Start of Supplied records

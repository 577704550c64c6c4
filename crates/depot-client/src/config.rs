//! # Console Configuration
//!
//! Where the catalog API lives, where the session token is kept, and how
//! the console behaves after a form submit.
//!
//! ## Configuration Sources
//! ```text
//! ┌─────────────────────────────────────────────────────────────────────────┐
//! │                    Configuration Priority                               │
//! │                                                                         │
//! │  1. Environment Variables (highest priority)                           │
//! │     DEPOT_API_URL=https://catalog.example.com                          │
//! │     DEPOT_TOKEN_FILE=/run/depot/token                                  │
//! │     DEPOT_REDIRECT_DELAY_MS=0                                          │
//! │                                                                         │
//! │  2. TOML Config File                                                   │
//! │     ~/.config/depot-console/depot.toml (Linux)                         │
//! │     ~/Library/Application Support/com.depot.console/depot.toml (macOS) │
//! │                                                                         │
//! │  3. Default Values (lowest priority)                                   │
//! │     http://localhost:4000, 1000 ms redirect delay                      │
//! └─────────────────────────────────────────────────────────────────────────┘
//! ```
//!
//! The configuration is read once at startup; nothing reloads it.
//!
//! ## Configuration File Format
//! ```toml
//! # depot.toml
//! [api]
//! base_url = "http://localhost:4000"
//!
//! [session]
//! token_file = "/home/ops/.local/share/depot-console/auth_token"
//! token_env = "DEPOT_SESSION_TOKEN"
//!
//! [console]
//! redirect_delay_ms = 1000
//! ```

use std::path::PathBuf;

use serde::{Deserialize, Serialize};
use tracing::{debug, info, warn};
use url::Url;

use crate::error::{ClientError, ClientResult};

/// Env var consulted for a session-scoped token when none is persisted.
pub const DEFAULT_SESSION_TOKEN_ENV: &str = "DEPOT_SESSION_TOKEN";

// =============================================================================
// Sections
// =============================================================================

/// `[api]`: the catalog server.
#[derive(Debug, Clone, PartialEq, Eq, Serialize, Deserialize)]
pub struct ApiSettings {
    /// Server origin; the `/api/...` paths are appended to it.
    #[serde(default = "default_base_url")]
    pub base_url: String,
}

fn default_base_url() -> String {
    "http://localhost:4000".to_string()
}

impl Default for ApiSettings {
    fn default() -> Self {
        Self {
            base_url: default_base_url(),
        }
    }
}

/// `[session]`: where the bearer token lives.
#[derive(Debug, Clone, PartialEq, Eq, Serialize, Deserialize)]
pub struct SessionSettings {
    /// Persistent token file. `None` means the platform data directory.
    #[serde(default, skip_serializing_if = "Option::is_none")]
    pub token_file: Option<PathBuf>,

    /// Environment variable holding a session-only token.
    #[serde(default = "default_token_env")]
    pub token_env: String,
}

fn default_token_env() -> String {
    DEFAULT_SESSION_TOKEN_ENV.to_string()
}

impl Default for SessionSettings {
    fn default() -> Self {
        Self {
            token_file: None,
            token_env: default_token_env(),
        }
    }
}

/// `[console]`: presentation behaviour.
#[derive(Debug, Clone, PartialEq, Eq, Serialize, Deserialize)]
pub struct ConsoleSettings {
    /// Pause between a successful submit and returning to the list.
    #[serde(default = "default_redirect_delay_ms")]
    pub redirect_delay_ms: u64,
}

fn default_redirect_delay_ms() -> u64 {
    depot_core::DEFAULT_REDIRECT_DELAY_MS
}

impl Default for ConsoleSettings {
    fn default() -> Self {
        Self {
            redirect_delay_ms: default_redirect_delay_ms(),
        }
    }
}

// =============================================================================
// Depot Config
// =============================================================================

/// Complete console configuration.
#[derive(Debug, Clone, Default, PartialEq, Eq, Serialize, Deserialize)]
pub struct DepotConfig {
    #[serde(default)]
    pub api: ApiSettings,

    #[serde(default)]
    pub session: SessionSettings,

    #[serde(default)]
    pub console: ConsoleSettings,
}

impl DepotConfig {
    pub fn new() -> Self {
        Self::default()
    }

    /// Loads configuration: defaults, then the file (if present), then env
    /// vars, then `api_url` from the command line. Validation runs last, so
    /// an explicit `api_url` replaces a bad URL from the file or environment.
    pub fn load(config_path: Option<PathBuf>, api_url: Option<&str>) -> ClientResult<Self> {
        let mut config = Self::default();

        if let Some(path) = config_path.or_else(Self::default_config_path) {
            if path.exists() {
                info!(?path, "Loading console config from file");
                let contents = std::fs::read_to_string(&path)
                    .map_err(|e| ClientError::ConfigLoadFailed(format!("{}: {}", path.display(), e)))?;
                config = toml::from_str(&contents)?;
            } else {
                debug!(?path, "Config file not found, using defaults");
            }
        }

        config.apply_env_overrides();
        if let Some(url) = api_url {
            debug!(url = %url, "Overriding API URL from command line");
            config.api.base_url = url.to_string();
        }
        config.validate()?;

        Ok(config)
    }

    pub fn save(&self, config_path: Option<PathBuf>) -> ClientResult<()> {
        let path = config_path
            .or_else(Self::default_config_path)
            .ok_or_else(|| ClientError::ConfigSaveFailed("No config path available".into()))?;

        if let Some(parent) = path.parent() {
            std::fs::create_dir_all(parent).map_err(|e| ClientError::ConfigSaveFailed(e.to_string()))?;
        }

        let contents = toml::to_string_pretty(self)?;
        std::fs::write(&path, contents).map_err(|e| ClientError::ConfigSaveFailed(e.to_string()))?;

        info!(?path, "Console config saved");
        Ok(())
    }

    pub fn validate(&self) -> ClientResult<()> {
        let url = Url::parse(&self.api.base_url)?;
        if url.scheme() != "http" && url.scheme() != "https" {
            return Err(ClientError::InvalidUrl(format!(
                "API URL must start with http:// or https://, got: {}",
                self.api.base_url
            )));
        }

        if self.session.token_env.trim().is_empty() {
            return Err(ClientError::InvalidConfig(
                "session.token_env must not be empty".into(),
            ));
        }

        Ok(())
    }

    fn apply_env_overrides(&mut self) {
        self.apply_overrides(|key| std::env::var(key).ok());
    }

    /// Applies `DEPOT_*` overrides read through `lookup`.
    fn apply_overrides<F>(&mut self, lookup: F)
    where
        F: Fn(&str) -> Option<String>,
    {
        if let Some(url) = lookup("DEPOT_API_URL") {
            debug!(url = %url, "Overriding API URL from environment");
            self.api.base_url = url;
        }

        if let Some(path) = lookup("DEPOT_TOKEN_FILE") {
            debug!(path = %path, "Overriding token file from environment");
            self.session.token_file = Some(PathBuf::from(path));
        }

        if let Some(delay) = lookup("DEPOT_REDIRECT_DELAY_MS") {
            match delay.parse::<u64>() {
                Ok(ms) => self.console.redirect_delay_ms = ms,
                Err(_) => warn!(value = %delay, "Ignoring non-numeric DEPOT_REDIRECT_DELAY_MS"),
            }
        }
    }

    fn project_dirs() -> Option<directories::ProjectDirs> {
        directories::ProjectDirs::from("com", "depot", "console")
    }

    fn default_config_path() -> Option<PathBuf> {
        Self::project_dirs().map(|dirs| dirs.config_dir().join("depot.toml"))
    }

    /// The persistent token file, resolved against the platform data dir.
    pub fn token_path(&self) -> Option<PathBuf> {
        self.session
            .token_file
            .clone()
            .or_else(|| Self::project_dirs().map(|dirs| dirs.data_dir().join("auth_token")))
    }

    pub fn base_url(&self) -> &str {
        &self.api.base_url
    }

    pub fn redirect_delay_ms(&self) -> u64 {
        self.console.redirect_delay_ms
    }
}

End of Supplied records

**To do**
Repeat word for word the lines above that run from the line containing "pub const DEFAULT_SESSION_TOKEN_ENV: &str" through the line containing "to the list.", both ends included, and nothing else.

**Output for this task**
pub const DEFAULT_SESSION_TOKEN_ENV: &str = "DEPOT_SESSION_TOKEN";

// =============================================================================
// Sections
// =============================================================================

/// `[api]`: the catalog server.
#[derive(Debug, Clone, PartialEq, Eq, Serialize, Deserialize)]
pub struct ApiSettings {
    /// Server origin; the `/api/...` paths are appended to it.
    #[serde(default = "default_base_url")]
    pub base_url: String,
}

fn default_base_url() -> String {
    "http://localhost:4000".to_string()
}

impl Default for ApiSettings {
    fn default() -> Self {
        Self {
            base_url: default_base_url(),
        }
    }
}

/// `[session]`: where the bearer token lives.
#[derive(Debug, Clone, PartialEq, Eq, Serialize, Deserialize)]
pub struct SessionSettings {
    /// Persistent token file. `None` means the platform data directory.
    #[serde(default, skip_serializing_if = "Option::is_none")]
    pub token_file: Option<PathBuf>,

    /// Environment variable holding a session-only token.
    #[serde(default = "default_token_env")]
    pub token_env: String,
}

fn default_token_env() -> String {
    DEFAULT_SESSION_TOKEN_ENV.to_string()
}

impl Default for SessionSettings {
    fn default() -> Self {
        Self {
            token_file: None,
            token_env: default_token_env(),
        }
    }
}

/// `[console]`: presentation behaviour.
#[derive(Debug, Clone, PartialEq, Eq, Serialize, Deserialize)]
pub struct ConsoleSettings {
    /// Pause between a successful submit and returning to the list.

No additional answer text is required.